At a hearing in Jasper County Circuit Court in Joplin, Circuit Judge Gayle Crane assessed George B. McDonald, 35, seven years on each of two convictions for stealing credit cards and two convictions for tampering with a motor vehicle, and four years each on convictions for attempted theft of a vehicle and resisting arrest.
The judge also sentenced McDonald to a 30-year term for assaulting Sgt. Mike Bryan of the Missouri State Highway Patrol and ordered that the sentences run concurrently. McDonald was convicted on all seven counts by a Jasper County jury in a two-day trial that concluded Oct. 30.
The defendant’s crime spree began Jan. 29, 2007, with the theft of a Mitsubishi car from an employee of Hank’s Furniture, George Sarson Jr. The car, which contained Sarson’s wallet, driver’s license and credit card, eventually was abandoned by McDonald and recovered by police. But the victim’s wallet and its contents remained missing.
McDonald next stole a van belonging to a business and broke into a car parked outside the home of Ashley Erdman in Asbury. Erdman’s purse containing a credit card and bank debit card was stolen from the vehicle.
The crime spree continued Feb. 1, 2007, when McDonald came across a Mazda car in a ditch along Missouri Highway 171, south of Asbury. The car’s owner, John Crandon, had been forced to abandon the car there when it slid off the highway during an ice storm the previous night.
McDonald parked the stolen van along the highway and was going through the abandoned Mazda when Bryan, the state trooper, came upon the scene in his patrol car.
McDonald initially tried to claim that he was helping a friend get his car out of the ditch and was waiting for a tow truck. Bryan became suspicious when he spotted a rear window of the Mazda broken out and came across Sarson’s driver’s license in a wallet McDonald had on him.

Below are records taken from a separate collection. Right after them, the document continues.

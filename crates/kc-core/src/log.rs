//! Append-only event log file.
//!
//! One JSON record per line. Appends are flushed to disk before returning.
//! Reads are fault-tolerant per line: a record that fails to parse is
//! skipped with a warning and the read carries on.

use std::fs::{self, File, OpenOptions};
use std::io::{self, BufWriter, Read, Seek, SeekFrom, Write};
use std::path::{Path, PathBuf};
use std::time::{SystemTime, UNIX_EPOCH};

use chrono::{DateTime, Utc};
use tracing::{debug, warn};

use crate::error::Result;
use crate::event::Event;
use crate::fs::{ensure_parent_dir, rename_with_fallback, restrict_to_owner};

/// Events read from a log file, plus how many lines were dropped.
#[derive(Debug, Default, Clone, PartialEq, Eq)]
pub struct LogRead {
    pub events: Vec<Event>,
    pub skipped: usize,
}

/// Handle to one log file on disk.
#[derive(Debug, Clone)]
pub struct EventLog {
    path: PathBuf,
}

impl EventLog {
    pub fn new(path: impl Into<PathBuf>) -> Self {
        Self { path: path.into() }
    }

    pub fn path(&self) -> &Path {
        &self.path
    }

    pub fn exists(&self) -> bool {
        self.path.is_file()
    }

    /// Create an empty log if none exists. Idempotent.
    pub fn ensure_exists(&self) -> Result<()> {
        if self.exists() {
            return Ok(());
        }
        ensure_parent_dir(&self.path)?;
        OpenOptions::new()
            .create(true)
            .append(true)
            .open(&self.path)?
            .sync_all()?;
        restrict_to_owner(&self.path)?;
        debug!(path = %self.path.display(), "created event log");
        Ok(())
    }

    /// Append one record and flush it to disk.
    ///
    /// The record is validated and fully serialized before the file is
    /// touched, and written with a single `write_all`, so a failure never
    /// leaves a partial event behind from this call.
    pub fn append(&self, event: &Event) -> Result<()> {
        event.validate()?;
        let mut line = serde_json::to_string(event)?;
        line.push('\n');

        ensure_parent_dir(&self.path)?;
        let created = !self.path.exists();
        let mut file = OpenOptions::new()
            .read(true)
            .append(true)
            .create(true)
            .open(&self.path)?;
        if created {
            restrict_to_owner(&self.path)?;
        }

        // A torn final line from an earlier crash must not swallow this record.
        if !created && !ends_with_newline(&mut file)? {
            line.insert(0, '\n');
        }

        file.write_all(line.as_bytes())?;
        file.sync_all()?;
        debug!(path = %self.path.display(), op = %event.op, id = %event.id(), "appended event");
        Ok(())
    }

    /// All parseable events in file order. Empty when the file is absent.
    pub fn read_all(&self) -> Result<Vec<Event>> {
        Ok(self.read_report()?.events)
    }

    /// Like [`EventLog::read_all`], also reporting the number of skipped lines.
    pub fn read_report(&self) -> Result<LogRead> {
        let bytes = match fs::read(&self.path) {
            Ok(bytes) => bytes,
            Err(err) if err.kind() == io::ErrorKind::NotFound => return Ok(LogRead::default()),
            Err(err) => return Err(err.into()),
        };
        Ok(parse_records(&bytes, &self.path))
    }

    /// Newest timestamp recorded in the file, if any.
    pub fn last_timestamp(&self) -> Result<Option<DateTime<Utc>>> {
        Ok(self.read_all()?.iter().map(|event| event.ts).max())
    }

    /// Replace the whole file with `events`.
    ///
    /// Writes a temporary file next to the log, syncs it, then renames it into
    /// place, so readers see either the old or the new content.
    pub fn rewrite(&self, events: &[Event]) -> Result<()> {
        ensure_parent_dir(&self.path)?;
        let temp_path = self.temp_path()?;

        let written = write_records(&temp_path, events);
        if let Err(err) = written {
            let _ = fs::remove_file(&temp_path);
            return Err(err);
        }
        restrict_to_owner(&temp_path)?;
        rename_with_fallback(&temp_path, &self.path)?;
        debug!(path = %self.path.display(), events = events.len(), "rewrote event log");
        Ok(())
    }

    fn temp_path(&self) -> Result<PathBuf> {
        let nanos = SystemTime::now()
            .duration_since(UNIX_EPOCH)
            .map_err(|e| io::Error::new(io::ErrorKind::Other, e))?
            .as_nanos();
        let name = self
            .path
            .file_name()
            .map(|name| name.to_string_lossy().to_string())
            .unwrap_or_else(|| "kc".to_string());
        let temp_name = format!(".{}.{}.{}.tmp", name, std::process::id(), nanos);
        Ok(match self.path.parent() {
            Some(parent) => parent.join(temp_name),
            None => PathBuf::from(temp_name),
        })
    }
}

/// Parse raw log bytes line by line, skipping anything malformed.
pub fn parse_records(bytes: &[u8], source: &Path) -> LogRead {
    let mut read = LogRead::default();

    for (index, raw) in bytes.split(|byte| *byte == b'\n').enumerate() {
        let line = trim_line(raw);
        if line.is_empty() {
            continue;
        }

        let parsed = serde_json::from_slice::<Event>(line)
            .map_err(|e| e.to_string())
            .and_then(|event| event.validate().map(|()| event).map_err(|e| e.to_string()));

        match parsed {
            Ok(event) => read.events.push(event),
            Err(error) => {
                warn!(
                    path = %source.display(),
                    line = index + 1,
                    %error,
                    "skipping malformed log record"
                );
                read.skipped += 1;
            }
        }
    }

    read
}

fn trim_line(raw: &[u8]) -> &[u8] {
    let start = raw
        .iter()
        .position(|byte| !byte.is_ascii_whitespace())
        .unwrap_or(raw.len());
    let end = raw
        .iter()
        .rposition(|byte| !byte.is_ascii_whitespace())
        .map_or(start, |pos| pos + 1);
    &raw[start..end]
}

fn write_records(path: &Path, events: &[Event]) -> Result<()> {
    let file = File::create(path)?;
    let mut writer = BufWriter::new(file);
    for event in events {
        serde_json::to_writer(&mut writer, event)?;
        writer.write_all(b"\n")?;
    }
    let file = writer.into_inner().map_err(|e| e.into_error())?;
    file.sync_all()?;
    Ok(())
}

fn ends_with_newline(file: &mut File) -> io::Result<bool> {
    if file.metadata()?.len() == 0 {
        return Ok(true);
    }
    file.seek(SeekFrom::End(-1))?;
    let mut last = [0u8; 1];
    file.read_exact(&mut last)?;
    Ok(last[0] == b'\n')
}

McDonald tried to flee, and the state trooper tackled him twice, scuffling with him in the ditch before McDonald broke free, jumped in the van and tried to take off. As he did, the vehicle knocked the state trooper back into the ditch before becoming stuck, forcing McDonald to try to flag down another vehicle to escape.
The defendant eventually was caught by Bryan with the help of two tow truck drivers who arrived on the scene.
Trooper injured
Sgt. Mike Bryan of the Missouri State Highway Patrol suffered deep bruising to bones on one side of his body as a consequence of the vehicular assault, according to trial testimony.